This exactly shows why morons like you have no business flying without a license. You have no concept whatsoever of "airspace".

You don't seem to understand that you don't own the air over your property.

Bullshit. You own the air up to 500 feet. Commercial aircraft are not allowed to fly within that zone without permission or a really good reason.

Are you saying that somebody launching a 3-pound quadcopter into the air above their property is inherently safer at 1000' than is the person who does that from some empty lot or a wooded park in the middle of nowhere?

No, someone with a 3-pound quadcopter has no business operating at 1000' because that's federally regulated airspace, unless that person has a proper pilot's license and type rating for that aircraft. Even there, they probably shouldn't be allowed to operate at that altitude because that aircraft is too small to be seen by other human-piloted aircraft.

What I'm saying is that someone who owns the property and also the drone shouldn't need a license to operate their drone, within their airspace (up to 500' AGL), as long as they stay within that box. If they crash their drone into their house, that's their own fault and their own problem. It's exactly like how we treat farm-use vehicles: they aren't required to be registered, tagged, or have licensed drivers as long as they stay on private land. If they screw up because they let their 12-year-old kid drive and he crashes, that's their problem, and auto insurance won't cover it nor do they need to worry about hitting other drivers.

Comment Re:Pilot's licenses should be required (Score 1) 54

Did you miss my comment about flying over private property owned by the pilot (or presumably, where the owner has given the pilot permission to fly in it)?

It's just like driving a vehicle: if you have a big farm, there is zero requirement to register your car with the state government or get a driver's license, as long as you keep your vehicle on your own land. You can even let your 12-year-old kid drive your car on your land. It's only when you drive onto public streets that all that stuff becomes mandatory.

It should be the same with drones. Stick to your own land, or land you have explicit permission to fly over, and nothing is needed. If you want to fly in airspace shared by other aircraft, you need a license just like they do.

Comment Re:Sense of proportion? (Score 1) 54

We kill 30,000 people per year with drunk driving, and yet the federal govt does not license or test car drivers or drinkers.

Bullshit. The state governments license and test car drivers (poorly usually). If the federal government took it over, people like you would start screaming about the 10th Amendment. The Federal government handles aviation because planes routinely cross state lines, whereas interstate car traffic isn't remotely a majority of car traffic.

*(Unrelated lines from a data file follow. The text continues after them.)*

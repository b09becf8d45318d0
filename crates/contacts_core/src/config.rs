//! Core runtime configuration.
//!
//! # Responsibility
//! - Describe where the contact store lives and how core logging starts.
//! - Load settings from a TOML file or string.
//!
//! # Invariants
//! - `db_path` must not be empty.
//! - Missing `log_level` falls back to [`default_log_level`].

use crate::logging::{default_log_level, init_logging};
use serde::{Deserialize, Serialize};
use std::error::Error;
use std::fmt::{Display, Formatter};
use std::path::{Path, PathBuf};

/// Settings consumed by connection bootstrap and logging init.
#[derive(Debug, Clone, PartialEq, Eq, Serialize, Deserialize)]
pub struct CoreConfig {
    /// SQLite database file.
    pub db_path: PathBuf,
    #[serde(default = "default_level_string")]
    pub log_level: String,
    /// Absolute directory for rolling log files. Logging stays off when unset.
    #[serde(default)]
    pub log_dir: Option<PathBuf>,
}

#[derive(Debug)]
pub enum ConfigError {
    Io { path: PathBuf, source: std::io::Error },
    Parse(toml::de::Error),
    EmptyDbPath,
    Logging(String),
}

impl Display for ConfigError {
    fn fmt(&self, f: &mut Formatter<'_>) -> std::fmt::Result {
        match self {
            Self::Io { path, source } => {
                write!(f, "failed to read config `{}`: {source}", path.display())
            }
            Self::Parse(err) => write!(f, "invalid config: {err}"),
            Self::EmptyDbPath => write!(f, "db_path cannot be empty"),
            Self::Logging(message) => write!(f, "logging init failed: {message}"),
        }
    }
}

impl Error for ConfigError {
    fn source(&self) -> Option<&(dyn Error + 'static)> {
        match self {
            Self::Io { source, .. } => Some(source),
            Self::Parse(err) => Some(err),
            Self::EmptyDbPath | Self::Logging(_) => None,
        }
    }
}

impl From<toml::de::Error> for ConfigError {
    fn from(value: toml::de::Error) -> Self {
        Self::Parse(value)
    }
}

impl CoreConfig {
    /// Config pointing at `db_path` with default logging settings.
    pub fn new(db_path: impl Into<PathBuf>) -> Self {
        Self {
            db_path: db_path.into(),
            log_level: default_level_string(),
            log_dir: None,
        }
    }

    pub fn from_toml_str(raw: &str) -> Result<Self, ConfigError> {
        let config: Self = toml::from_str(raw)?;
        if config.db_path.as_os_str().is_empty() {
            return Err(ConfigError::EmptyDbPath);
        }
        Ok(config)
    }

    pub fn load(path: impl AsRef<Path>) -> Result<Self, ConfigError> {
        let path = path.as_ref();
        let raw = std::fs::read_to_string(path).map_err(|source| ConfigError::Io {
            path: path.to_path_buf(),
            source,
        })?;
        Self::from_toml_str(&raw)
    }

    /// Starts file logging when `log_dir` is configured.
    ///
    /// Returns `Ok(false)` when no log directory is set.
    pub fn init_logging(&self) -> Result<bool, ConfigError> {
        let Some(log_dir) = &self.log_dir else {
            return Ok(false);
        };
        init_logging(&self.log_level, &log_dir.to_string_lossy()).map_err(ConfigError::Logging)?;
        Ok(true)
    }
}

fn default_level_string() -> String {
    default_log_level().to_string()
}

#[cfg(test)]
mod tests {
    use super::{ConfigError, CoreConfig};
    use crate::logging::default_log_level;
    use std::path::PathBuf;

    #[test]
    fn parses_minimal_config_with_defaults() {
        let config = CoreConfig::from_toml_str(r#"db_path = "/tmp/contacts.db""#)
            .expect("minimal config should parse");
        assert_eq!(config.db_path, PathBuf::from("/tmp/contacts.db"));
        assert_eq!(config.log_level, default_log_level());
        assert_eq!(config.log_dir, None);
    }

    #[test]
    fn parses_explicit_logging_settings() {
        let config = CoreConfig::from_toml_str(
            r#"
            db_path = "contacts.db"
            log_level = "warn"
            log_dir = "/var/log/contacts"
            "#,
        )
        .expect("full config should parse");
        assert_eq!(config.log_level, "warn");
        assert_eq!(config.log_dir, Some(PathBuf::from("/var/log/contacts")));
    }

    #[test]
    fn rejects_empty_db_path() {
        let err = CoreConfig::from_toml_str(r#"db_path = """#).expect_err("empty path must fail");
        assert!(matches!(err, ConfigError::EmptyDbPath));
    }

    #[test]
    fn rejects_missing_db_path() {
        let err = CoreConfig::from_toml_str("log_level = \"info\"").expect_err("missing path");
        assert!(matches!(err, ConfigError::Parse(_)));
    }

    #[test]
    fn init_logging_is_noop_without_log_dir() {
        let config = CoreConfig::new("contacts.db");
        assert!(!config.init_logging().expect("no-op init should succeed"));
    }
}
//! Named counters used to assign public identifiers.

use crate::repo::contact_repo::{RepoError, RepoResult};
use rusqlite::Connection;

/// Counter name used for contact ids.
pub const CONTACTS_SEQUENCE: &str = "contacts";

/// Sequence generator collaborator.
pub trait SequenceGenerator {
    /// Returns the next unique value of counter `name`, starting at 1.
    fn next_sequence(&self, name: &str) -> RepoResult<i64>;
}

/// Counter rows in the `counters` table.
pub struct SqliteSequenceGenerator<'conn> {
    conn: &'conn Connection,
}

impl<'conn> SqliteSequenceGenerator<'conn> {
    pub fn new(conn: &'conn Connection) -> Self {
        Self { conn }
    }
}

impl SequenceGenerator for SqliteSequenceGenerator<'_> {
    fn next_sequence(&self, name: &str) -> RepoResult<i64> {
        if name.trim().is_empty() {
            return Err(RepoError::InvalidData(
                "sequence name must not be empty".to_string(),
            ));
        }

        let next = self.conn.query_row(
            "INSERT INTO counters (name, seq) VALUES (?1, 1)
             ON CONFLICT (name) DO UPDATE SET seq = seq + 1
             RETURNING seq;",
            [name],
            |row| row.get(0),
        )?;
        Ok(next)
    }
}

#[cfg(test)]
mod tests {
    use super::{SequenceGenerator, SqliteSequenceGenerator, CONTACTS_SEQUENCE};
    use crate::db::open_db_in_memory;
    use crate::repo::contact_repo::RepoError;

    #[test]
    fn sequences_start_at_one_and_increment_independently() {
        let conn = open_db_in_memory().unwrap();
        let sequences = SqliteSequenceGenerator::new(&conn);

        assert_eq!(sequences.next_sequence(CONTACTS_SEQUENCE).unwrap(), 1);
        assert_eq!(sequences.next_sequence(CONTACTS_SEQUENCE).unwrap(), 2);
        assert_eq!(sequences.next_sequence("issues").unwrap(), 1);
        assert_eq!(sequences.next_sequence(CONTACTS_SEQUENCE).unwrap(), 3);
    }

    #[test]
    fn blank_sequence_name_is_rejected() {
        let conn = open_db_in_memory().unwrap();
        let sequences = SqliteSequenceGenerator::new(&conn);
        assert!(matches!(
            sequences.next_sequence(" "),
            Err(RepoError::InvalidData(_))
        ));
    }
}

For that matter, over 50 people die per year in the US doing roofing work, should we require roofers to have federal licenses and get their equipment approved by the feds?

Again, this is probably something that's regulated by the states. You can't be a professional plumber without a state license. And again, people like you would be screaming about the 10th Amendment if the federal government tried to license contractors. And honestly, in that case you'd probably be right anyway; there's no need to license contractors at the federal level, and states can manage it better themselves since there are differences from state-to-state in what's allowed (local codes and such).

Are you trying to argue that your local or state government shouldn't be allowed to license plumbers, electricians, etc?

Comment Re:Insanity (Score 1) 54

Oh please, if you think I'm going to read all this idiotic Libertarian claptrap, you're deluded. (But then, you have to be deluded to believe this shit.)

The simple fact is that flying is extremely dangerous, and when pilots fuck up, it has serious consequences, usually worse if there's passengers, but even if there's not, they can cause catastrophic damage on the ground too. The government has every right to regulate airspace, just as it regulates roads to keep dangerous drivers off the highways so they don't kill people through their negligence and incompetence (unfortunately, the government isn't so good at identifying bad drivers, but it has the right to).

You probably think people and companies should be able to pollute all they want too.

Comment Re:Remember when the Internet was uncontrolled? (Score 1) 110

The problem when we had USENET, IRC, etc. was that the users back then were FAR more technically adept than the average user now. There's just no way you're going to get Grandma to figure out how to use IRC or USENET so she can look at pictures from her grandkids, or write posts about Obama being a Muslim communist who's using FEMA to set up concontration camps. This is why Facebook is so successful: it's fairly easy for any moron to use. Also, its nature is different: it basically lets any moron set up their own blog; USENET and IRC were never designed for that kind of purpose, for one person to be able to have their own soapbox which others could elect to see. Of course, it's easy to make something like this now with Wordpress, but that's still far, far more difficult than just using Facebook.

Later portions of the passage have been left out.